NATO has agreed to begin training Iraqi security forces. Under the arrangement, a team of about forty NATO officers will travel to Iraq to conduct the training. NATO will develop additional training programs by mid-September. U.S. State Department spokesman Adam Ereli called the decision “further evidence of allied support for the independence and sovereignty of Iraq and for freedom, democracy, and stability for the Iraqi people.”
There is already significant international support for the U.S.-led coalition in Iraq.
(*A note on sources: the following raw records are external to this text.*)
//! Gate kernel: minimum-trust checks between pipeline stages
//!
//! Stages compute checks; only this module turns checks into a verdict and
//! decides what a verdict permits downstream. Gates are deterministic and do
//! no I/O, which keeps the stage graph acyclic and replayable.

use serde::{Deserialize, Serialize};

/// Pipeline stages guarded by gates, in causal order
#[derive(Debug, Clone, Copy, PartialEq, Eq, Serialize, Deserialize)]
#[serde(rename_all = "snake_case")]
pub enum Stage {
    Ingest,
    Retrieval,
    Generation,
    Evaluation,
}

impl Stage {
    pub fn as_str(self) -> &'static str {
        match self {
            Self::Ingest => "ingest",
            Self::Retrieval => "retrieval",
            Self::Generation => "generation",
            Self::Evaluation => "evaluation",
        }
    }
}

/// Verdict of a gate or a single check
#[derive(Debug, Clone, Copy, PartialEq, Eq, Serialize, Deserialize)]
#[serde(rename_all = "snake_case")]
pub enum GateStatus {
    Pass,
    Partial,
    Fail,
    Skipped,
}

impl GateStatus {
    pub fn as_str(self) -> &'static str {
        match self {
            Self::Pass => "pass",
            Self::Partial => "partial",
            Self::Fail => "fail",
            Self::Skipped => "skipped",
        }
    }

    pub fn parse(value: &str) -> Option<Self> {
        match value {
            "pass" => Some(Self::Pass),
            "partial" => Some(Self::Partial),
            "fail" => Some(Self::Fail),
            "skipped" => Some(Self::Skipped),
            _ => None,
        }
    }
}

/// Status of one check inside a stage report
#[derive(Debug, Clone, Copy, PartialEq, Eq, Serialize, Deserialize)]
#[serde(rename_all = "snake_case")]
pub enum CheckStatus {
    Pass,
    Warn,
    Fail,
    Skipped,
}

impl CheckStatus {
    pub fn as_str(self) -> &'static str {
        match self {
            Self::Pass => "pass",
            Self::Warn => "warn",
            Self::Fail => "fail",
            Self::Skipped => "skipped",
        }
    }
}

/// One named check computed by a stage
#[derive(Debug, Clone, Serialize, Deserialize)]
pub struct GateCheck {
    pub name: String,
    pub status: CheckStatus,
    pub detail: String,
}

impl GateCheck {
    pub fn pass(name: &str, detail: impl Into<String>) -> Self {
        Self {
            name: name.to_string(),
            status: CheckStatus::Pass,
            detail: detail.into(),
        }
    }

    pub fn warn(name: &str, detail: impl Into<String>) -> Self {
        Self {
            name: name.to_string(),
            status: CheckStatus::Warn,
            detail: detail.into(),
        }
    }

    pub fn fail(name: &str, detail: impl Into<String>) -> Self {
        Self {
            name: name.to_string(),
            status: CheckStatus::Fail,
            detail: detail.into(),
        }
    }

    pub fn skipped(name: &str, detail: impl Into<String>) -> Self {
        Self {
            name: name.to_string(),
            status: CheckStatus::Skipped,
            detail: detail.into(),
        }
    }
}

/// Aggregated gate verdict for one stage
#[derive(Debug, Clone, Serialize, Deserialize)]
pub struct GateReport {
    /// Stage name the report belongs to
    pub name: String,
    pub status: GateStatus,
    /// Reasons collected from warn/fail checks (check name when detail empty)
    pub reasons: Vec<String>,
    pub checks: Vec<GateCheck>,
}

impl GateReport {
    pub fn passed(&self) -> bool {
        matches!(self.status, GateStatus::Pass | GateStatus::Partial)
    }

    pub fn failed(&self) -> bool {
        self.status == GateStatus::Fail
    }
}

/// Aggregate stage checks into a gate verdict.
///
/// Lattice: any fail -> fail; any warn without fail -> partial;
/// all skipped -> skipped; otherwise pass. Reasons collect the detail (or
/// name) of each warn/fail check in input order.
pub fn aggregate(stage: Stage, checks: Vec<GateCheck>) -> GateReport {
    let mut has_fail = false;
    let mut has_warn = false;
    let mut all_skipped = !checks.is_empty();
    let mut reasons = Vec::new();

    for check in &checks {
        match check.status {
            CheckStatus::Fail => {
                has_fail = true;
                all_skipped = false;
            }
            CheckStatus::Warn => {
                has_warn = true;
                all_skipped = false;
            }
            CheckStatus::Pass => all_skipped = false,
            CheckStatus::Skipped => {}
        }
        if matches!(check.status, CheckStatus::Fail | CheckStatus::Warn) {
            let reason = if check.detail.is_empty() {
                check.name.clone()
            } else {
                check.detail.clone()
            };
            reasons.push(reason);
        }
    }

    let status = if has_fail {
        GateStatus::Fail
    } else if has_warn {
        GateStatus::Partial
    } else if all_skipped {
        GateStatus::Skipped
    } else {
        GateStatus::Pass
    };

    GateReport {
        name: stage.as_str().to_string(),
        status,
        reasons,
        checks,
    }
}

/// Causal chain: does a verdict at `stage` block the next stage?
///
/// Ingest fail blocks retrieval over that file. Retrieval fail blocks
/// generation. Generation fail does NOT block evaluation (the evaluator must
/// still record the failure). Evaluation fail blocks the user-visible answer.
pub fn blocks_downstream(stage: Stage, status: GateStatus) -> bool {
    if status != GateStatus::Fail {
        return false;
    }
    match stage {
        Stage::Ingest => true,
        Stage::Retrieval => true,
        Stage::Generation => false,
        Stage::Evaluation => true,
    }
}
In addition to the one-hundred thirty-thousand U.S. troops there, more than twenty-thousand troops from some thirty countries are helping to establish security in Iraq.
Poland has been especially helpful, commanding a multinational force of more than six-thousand soldiers in southern Iraq. Polish Foreign Minister Wlodzimierz Cimoszewicz said he hoped that Poland could withdraw some of its own troops next year after elections for a transitional Iraqi government. Nevertheless, he made it clear that Poland’s decision would be based on the needs of the Iraqi people and government.
During his recent visit to Poland, U.S. Secretary of State Colin Powell thanked the government for its assistance in Iraq. By next year, Mr. Powell said, he hopes the security situation in Iraq will improve:
“Iraqi forces over the next six-to-eight months will be building up their capability. And as we go through this period, we will have to examine on a continuing basis what our force requirements are, and work with each of our coalition partners, as they make their individual sovereign judgement, as to what their capacity is to support their presence in Iraq.”
Other countries are providing troops to support the U.S.-led coalition in Iraq: Britain has sent nearly nine-thousand, Italy nearly three-thousand, and Ukraine one-thousand six-hundred. The Netherlands has deployed more than one-thousand soldiers and Japan seven-hundred fifty to help secure and rebuild Iraq. The U.S. and its coalition partners are committed to establishing a stable Iraqi so that a democratic government can take hold.